Débora e Beatriz são gêmeas idênticas têm deficiência intelectual, que é conhecida como um retardo mental.

“Percebemos no período escolar. Quando elas tinham cinco ou seis anos, a professora contou que elas não conseguiam acompanhar mais os coleguinhas, tinham dificuldade para aprender”, lembrou o pai das gêmeas.

Por anos, Eraldo e a mulher buscaram um diagnóstico definitivo. Enquanto isso, contrataram pedagogos para reforçar o aprendizado e buscaram diversos profissionais. Tudo para que as meninas tivessem as mesmas oportunidades do que as crianças que não possuem qualquer deficiência.

Com a ajuda de uma escola particular, as gêmeas conseguiram interagir com outros alunos e serem integradas à sociedade. Claro que o caminho não foi fácil, foi composto por algumas barreiras que quase levaram o pai a desistir de mantê-las na escola.

“A palavra inclusão foi entrando aos poucos, porque elas não tinham uma deficiência evidente. Lidar com a deficiência intelectual, é um pouco mais complexo. Nem todos os professores estão preparados para alfabetizar”, contou Eraldo.
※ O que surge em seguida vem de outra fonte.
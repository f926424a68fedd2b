//! In-memory backend for controller tests.

use std::collections::{BTreeMap, HashMap, HashSet};
use std::sync::Arc;

use async_trait::async_trait;
use kc_admin_client::dto::{
    ClientRepresentation, GroupRepresentation, NewGroup, RoleRepresentation, UserRepresentation,
};
use kc_admin_client::query::{ClientQuery, CountQuery, GroupQuery, PageQuery};
use kc_admin_client::{ClientError, ClientResult, MappingKind, RoleScope};
use parking_lot::Mutex;

use crate::backend::{GroupBackend, MembershipBackend, RoleMappingBackend};

/// A recorded backend call.
#[derive(Debug, Clone, PartialEq, Eq)]
pub enum Call {
    ListGroups(GroupQuery),
    CountGroups(CountQuery),
    GetGroup(String),
    CreateGroup {
        parent: Option<String>,
        name: String,
    },
    MoveGroup {
        id: String,
        parent: Option<String>,
    },
    UpdateGroup(GroupRepresentation),
    DeleteGroup(String),
    ListDefaultGroups,
    AddDefaultGroup(String),
    RemoveDefaultGroup(String),
    ListUsers(PageQuery),
    ListMembers(String, PageQuery),
    JoinGroup {
        user: String,
        group: String,
    },
    LeaveGroup {
        user: String,
        group: String,
    },
    RoleMappings {
        group: String,
        client: Option<String>,
        kind: MappingKind,
    },
    GrantRoles {
        group: String,
        client: Option<String>,
        roles: Vec<String>,
    },
    RevokeRoles {
        group: String,
        client: Option<String>,
        roles: Vec<String>,
    },
    ListClients(ClientQuery),
}

impl Call {
    /// Checks if the call changes remote state.
    pub fn is_mutation(&self) -> bool {
        matches!(
            self,
            Self::CreateGroup { .. }
                | Self::MoveGroup { .. }
                | Self::UpdateGroup(_)
                | Self::DeleteGroup(_)
                | Self::AddDefaultGroup(_)
                | Self::RemoveDefaultGroup(_)
                | Self::JoinGroup { .. }
                | Self::LeaveGroup { .. }
                | Self::GrantRoles { .. }
                | Self::RevokeRoles { .. }
        )
    }
}

#[derive(Default)]
struct State {
    top: Vec<GroupRepresentation>,
    children: HashMap<String, Vec<GroupRepresentation>>,
    defaults: Vec<String>,
    users: Vec<UserRepresentation>,
    members: HashMap<String, Vec<UserRepresentation>>,
    mappings: HashMap<(Option<String>, MappingKind), Vec<RoleRepresentation>>,
    clients: Vec<ClientRepresentation>,
    failing: HashSet<&'static str>,
    calls: Vec<Call>,
    next_id: u32,
}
“Às vezes, alguns problemas acabavam acontecendo, a sociedade não está preparada. As famílias, os alunos da mesma faixa etária não estão preparados para receber pessoas com deficiência na escola. É aí que começa a aparecer os preconceitos, as discriminações, o bullying. Elas não vão conseguir interagir com os amigos da mesma idade, no mesmo nível”, disse o dentista que mora em Maringá.

As atletas Débora e Beatriz conseguiram superar o processo educacional e, para a família, estão incluídas na sociedade. Uma vitória muito comemorada e que mostra que as gêmeas conseguiram realizar o sonho dos pais, são reconhecidas mundialmente não pela deficiência, mas por serem referência no esporte.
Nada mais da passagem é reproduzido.